----- GIVEN RECORDS

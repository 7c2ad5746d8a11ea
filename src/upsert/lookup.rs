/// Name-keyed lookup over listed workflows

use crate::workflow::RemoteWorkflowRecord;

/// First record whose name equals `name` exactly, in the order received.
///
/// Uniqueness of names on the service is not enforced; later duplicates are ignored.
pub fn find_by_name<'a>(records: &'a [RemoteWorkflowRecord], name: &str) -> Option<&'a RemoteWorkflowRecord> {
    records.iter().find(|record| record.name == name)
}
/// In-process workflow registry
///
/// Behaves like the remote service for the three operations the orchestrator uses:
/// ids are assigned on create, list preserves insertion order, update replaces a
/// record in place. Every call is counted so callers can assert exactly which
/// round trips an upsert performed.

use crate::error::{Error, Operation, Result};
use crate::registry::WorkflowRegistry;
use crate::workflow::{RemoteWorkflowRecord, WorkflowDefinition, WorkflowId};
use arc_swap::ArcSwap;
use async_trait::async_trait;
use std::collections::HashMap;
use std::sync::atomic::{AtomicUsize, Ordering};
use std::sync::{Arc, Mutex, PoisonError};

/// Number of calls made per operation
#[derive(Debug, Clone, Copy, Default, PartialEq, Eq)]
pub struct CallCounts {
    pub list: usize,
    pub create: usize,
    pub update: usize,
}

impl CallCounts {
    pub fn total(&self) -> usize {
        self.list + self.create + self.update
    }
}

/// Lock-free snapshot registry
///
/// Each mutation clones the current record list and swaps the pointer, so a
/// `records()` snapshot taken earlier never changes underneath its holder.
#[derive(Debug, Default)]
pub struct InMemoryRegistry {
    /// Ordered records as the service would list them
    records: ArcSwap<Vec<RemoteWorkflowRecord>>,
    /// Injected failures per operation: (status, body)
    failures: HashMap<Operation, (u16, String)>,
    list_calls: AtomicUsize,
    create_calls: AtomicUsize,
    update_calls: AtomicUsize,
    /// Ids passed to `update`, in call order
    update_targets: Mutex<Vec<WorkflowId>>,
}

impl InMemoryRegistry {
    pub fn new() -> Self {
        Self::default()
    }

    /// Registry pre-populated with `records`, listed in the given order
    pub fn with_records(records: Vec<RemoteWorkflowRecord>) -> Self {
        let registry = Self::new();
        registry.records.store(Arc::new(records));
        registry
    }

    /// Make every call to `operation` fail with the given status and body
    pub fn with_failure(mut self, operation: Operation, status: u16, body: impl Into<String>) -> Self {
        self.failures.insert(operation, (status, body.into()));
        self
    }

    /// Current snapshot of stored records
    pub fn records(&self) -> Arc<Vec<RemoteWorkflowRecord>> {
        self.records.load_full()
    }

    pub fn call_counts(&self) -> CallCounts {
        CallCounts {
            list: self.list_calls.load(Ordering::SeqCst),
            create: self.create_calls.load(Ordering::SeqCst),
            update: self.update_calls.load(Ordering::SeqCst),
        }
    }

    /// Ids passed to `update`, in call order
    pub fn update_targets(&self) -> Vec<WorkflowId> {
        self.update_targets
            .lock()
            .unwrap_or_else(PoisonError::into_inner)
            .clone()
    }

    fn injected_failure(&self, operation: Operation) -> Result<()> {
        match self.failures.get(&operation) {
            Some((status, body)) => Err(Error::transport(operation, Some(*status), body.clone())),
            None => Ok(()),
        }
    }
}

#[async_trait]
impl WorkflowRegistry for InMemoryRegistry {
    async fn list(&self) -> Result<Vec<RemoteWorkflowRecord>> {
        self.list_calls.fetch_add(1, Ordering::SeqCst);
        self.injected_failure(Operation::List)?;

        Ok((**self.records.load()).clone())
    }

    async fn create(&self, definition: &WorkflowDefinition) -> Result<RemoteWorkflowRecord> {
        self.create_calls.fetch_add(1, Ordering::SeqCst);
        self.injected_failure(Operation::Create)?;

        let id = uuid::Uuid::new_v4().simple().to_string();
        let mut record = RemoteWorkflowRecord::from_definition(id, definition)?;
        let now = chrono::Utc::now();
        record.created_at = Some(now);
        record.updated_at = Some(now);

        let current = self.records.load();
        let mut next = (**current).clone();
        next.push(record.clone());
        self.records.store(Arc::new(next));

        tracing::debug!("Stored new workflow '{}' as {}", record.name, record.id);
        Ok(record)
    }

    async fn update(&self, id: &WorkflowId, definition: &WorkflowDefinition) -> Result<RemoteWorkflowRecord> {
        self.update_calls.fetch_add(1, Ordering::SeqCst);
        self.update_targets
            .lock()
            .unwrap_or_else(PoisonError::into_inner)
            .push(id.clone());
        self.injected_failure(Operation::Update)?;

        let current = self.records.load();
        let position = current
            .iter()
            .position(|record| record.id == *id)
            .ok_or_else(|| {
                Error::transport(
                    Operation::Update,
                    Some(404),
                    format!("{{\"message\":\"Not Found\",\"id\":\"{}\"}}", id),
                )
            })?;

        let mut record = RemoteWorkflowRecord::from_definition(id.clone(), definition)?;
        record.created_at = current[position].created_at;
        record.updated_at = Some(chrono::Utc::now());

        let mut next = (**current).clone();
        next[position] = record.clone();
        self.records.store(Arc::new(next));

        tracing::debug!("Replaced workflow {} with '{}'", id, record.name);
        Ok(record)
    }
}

----------
----- GIVEN RECORDS

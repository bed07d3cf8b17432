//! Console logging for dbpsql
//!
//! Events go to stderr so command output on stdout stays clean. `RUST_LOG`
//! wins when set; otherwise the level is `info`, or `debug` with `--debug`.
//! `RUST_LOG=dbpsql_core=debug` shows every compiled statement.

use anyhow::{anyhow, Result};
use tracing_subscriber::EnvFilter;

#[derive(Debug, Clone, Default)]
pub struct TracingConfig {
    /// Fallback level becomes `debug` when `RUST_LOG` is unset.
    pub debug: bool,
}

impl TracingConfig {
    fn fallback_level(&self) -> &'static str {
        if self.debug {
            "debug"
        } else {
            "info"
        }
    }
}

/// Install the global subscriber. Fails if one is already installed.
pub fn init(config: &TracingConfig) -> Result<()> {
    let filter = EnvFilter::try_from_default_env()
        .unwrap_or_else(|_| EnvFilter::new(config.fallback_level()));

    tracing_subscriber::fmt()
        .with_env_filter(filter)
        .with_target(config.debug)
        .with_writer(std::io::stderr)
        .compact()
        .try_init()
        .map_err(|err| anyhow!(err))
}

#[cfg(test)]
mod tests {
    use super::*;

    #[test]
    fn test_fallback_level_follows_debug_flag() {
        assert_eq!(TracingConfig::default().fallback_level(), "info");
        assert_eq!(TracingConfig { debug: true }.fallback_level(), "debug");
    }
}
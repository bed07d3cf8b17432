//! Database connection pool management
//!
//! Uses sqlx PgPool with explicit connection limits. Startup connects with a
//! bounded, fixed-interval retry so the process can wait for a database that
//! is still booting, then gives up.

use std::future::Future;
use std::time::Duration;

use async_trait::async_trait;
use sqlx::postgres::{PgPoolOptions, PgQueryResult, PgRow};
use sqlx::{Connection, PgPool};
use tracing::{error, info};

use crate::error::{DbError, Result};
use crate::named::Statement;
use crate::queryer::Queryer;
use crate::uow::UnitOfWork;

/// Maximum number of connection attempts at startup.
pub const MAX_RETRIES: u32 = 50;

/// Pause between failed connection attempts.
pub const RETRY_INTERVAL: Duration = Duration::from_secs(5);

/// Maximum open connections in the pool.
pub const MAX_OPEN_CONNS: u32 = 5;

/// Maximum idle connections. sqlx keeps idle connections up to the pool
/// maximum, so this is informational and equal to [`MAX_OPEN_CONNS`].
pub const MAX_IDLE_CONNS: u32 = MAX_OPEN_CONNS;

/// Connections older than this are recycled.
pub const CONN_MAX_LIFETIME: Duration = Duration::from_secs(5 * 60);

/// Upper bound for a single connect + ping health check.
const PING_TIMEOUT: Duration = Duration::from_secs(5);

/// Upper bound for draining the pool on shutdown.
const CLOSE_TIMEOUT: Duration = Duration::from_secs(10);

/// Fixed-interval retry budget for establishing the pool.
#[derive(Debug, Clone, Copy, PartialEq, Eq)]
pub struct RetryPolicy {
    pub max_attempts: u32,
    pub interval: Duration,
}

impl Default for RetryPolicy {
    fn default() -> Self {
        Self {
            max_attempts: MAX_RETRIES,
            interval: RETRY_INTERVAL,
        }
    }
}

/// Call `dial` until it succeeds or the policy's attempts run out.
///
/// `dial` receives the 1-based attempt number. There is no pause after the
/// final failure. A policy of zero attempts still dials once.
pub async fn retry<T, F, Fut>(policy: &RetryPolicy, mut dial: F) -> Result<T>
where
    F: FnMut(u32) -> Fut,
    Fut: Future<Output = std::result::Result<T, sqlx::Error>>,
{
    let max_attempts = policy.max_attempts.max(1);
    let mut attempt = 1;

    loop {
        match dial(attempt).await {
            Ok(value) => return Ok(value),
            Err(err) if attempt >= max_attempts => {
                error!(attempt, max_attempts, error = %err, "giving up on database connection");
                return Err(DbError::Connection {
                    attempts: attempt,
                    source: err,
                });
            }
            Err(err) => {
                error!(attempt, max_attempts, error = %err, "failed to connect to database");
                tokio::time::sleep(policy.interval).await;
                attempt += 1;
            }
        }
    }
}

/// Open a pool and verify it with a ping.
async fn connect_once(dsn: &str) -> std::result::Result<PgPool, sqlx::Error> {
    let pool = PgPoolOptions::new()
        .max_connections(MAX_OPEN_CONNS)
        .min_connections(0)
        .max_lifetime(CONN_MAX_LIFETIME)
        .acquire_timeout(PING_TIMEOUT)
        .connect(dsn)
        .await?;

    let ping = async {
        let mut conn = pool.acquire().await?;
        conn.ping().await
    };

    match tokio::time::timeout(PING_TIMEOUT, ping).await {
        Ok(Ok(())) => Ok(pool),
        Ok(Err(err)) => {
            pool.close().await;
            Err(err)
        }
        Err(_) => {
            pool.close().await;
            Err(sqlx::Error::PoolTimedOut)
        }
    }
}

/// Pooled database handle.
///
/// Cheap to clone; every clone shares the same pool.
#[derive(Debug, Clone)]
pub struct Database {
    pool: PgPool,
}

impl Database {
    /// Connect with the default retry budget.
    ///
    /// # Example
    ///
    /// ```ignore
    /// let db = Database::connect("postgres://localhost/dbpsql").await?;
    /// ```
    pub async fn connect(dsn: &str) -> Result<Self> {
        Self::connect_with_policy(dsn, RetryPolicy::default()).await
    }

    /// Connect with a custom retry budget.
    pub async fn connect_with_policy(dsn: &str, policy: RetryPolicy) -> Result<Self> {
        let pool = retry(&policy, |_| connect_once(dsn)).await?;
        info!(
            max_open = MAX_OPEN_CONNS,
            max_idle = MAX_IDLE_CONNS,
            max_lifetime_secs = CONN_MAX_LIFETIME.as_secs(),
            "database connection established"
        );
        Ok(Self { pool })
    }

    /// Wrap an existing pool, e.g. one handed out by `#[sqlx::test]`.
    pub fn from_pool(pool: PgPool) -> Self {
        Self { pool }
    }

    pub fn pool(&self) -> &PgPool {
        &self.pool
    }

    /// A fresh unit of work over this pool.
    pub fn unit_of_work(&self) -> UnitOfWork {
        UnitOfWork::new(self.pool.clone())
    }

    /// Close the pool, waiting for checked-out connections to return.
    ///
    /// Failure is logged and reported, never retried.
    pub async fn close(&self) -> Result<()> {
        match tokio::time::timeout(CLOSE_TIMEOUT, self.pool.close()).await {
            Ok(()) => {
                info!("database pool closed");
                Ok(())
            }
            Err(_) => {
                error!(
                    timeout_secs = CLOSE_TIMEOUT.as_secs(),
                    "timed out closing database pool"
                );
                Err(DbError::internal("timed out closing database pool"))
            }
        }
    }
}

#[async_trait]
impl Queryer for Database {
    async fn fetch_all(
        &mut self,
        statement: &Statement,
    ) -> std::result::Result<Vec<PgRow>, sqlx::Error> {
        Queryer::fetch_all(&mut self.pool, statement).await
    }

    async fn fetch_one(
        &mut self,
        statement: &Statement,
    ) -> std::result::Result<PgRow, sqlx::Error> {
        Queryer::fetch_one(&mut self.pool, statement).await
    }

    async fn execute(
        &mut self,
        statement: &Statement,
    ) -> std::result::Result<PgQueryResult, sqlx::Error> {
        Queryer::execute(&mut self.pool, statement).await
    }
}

----------

» WHAT YOU WILL DO
Pull every line containing "postgres" out of the entries.

» YOUR SOLUTION
use sqlx::postgres::{PgPoolOptions, PgQueryResult, PgRow};
    /// let db = Database::connect("postgres://localhost/dbpsql").await?;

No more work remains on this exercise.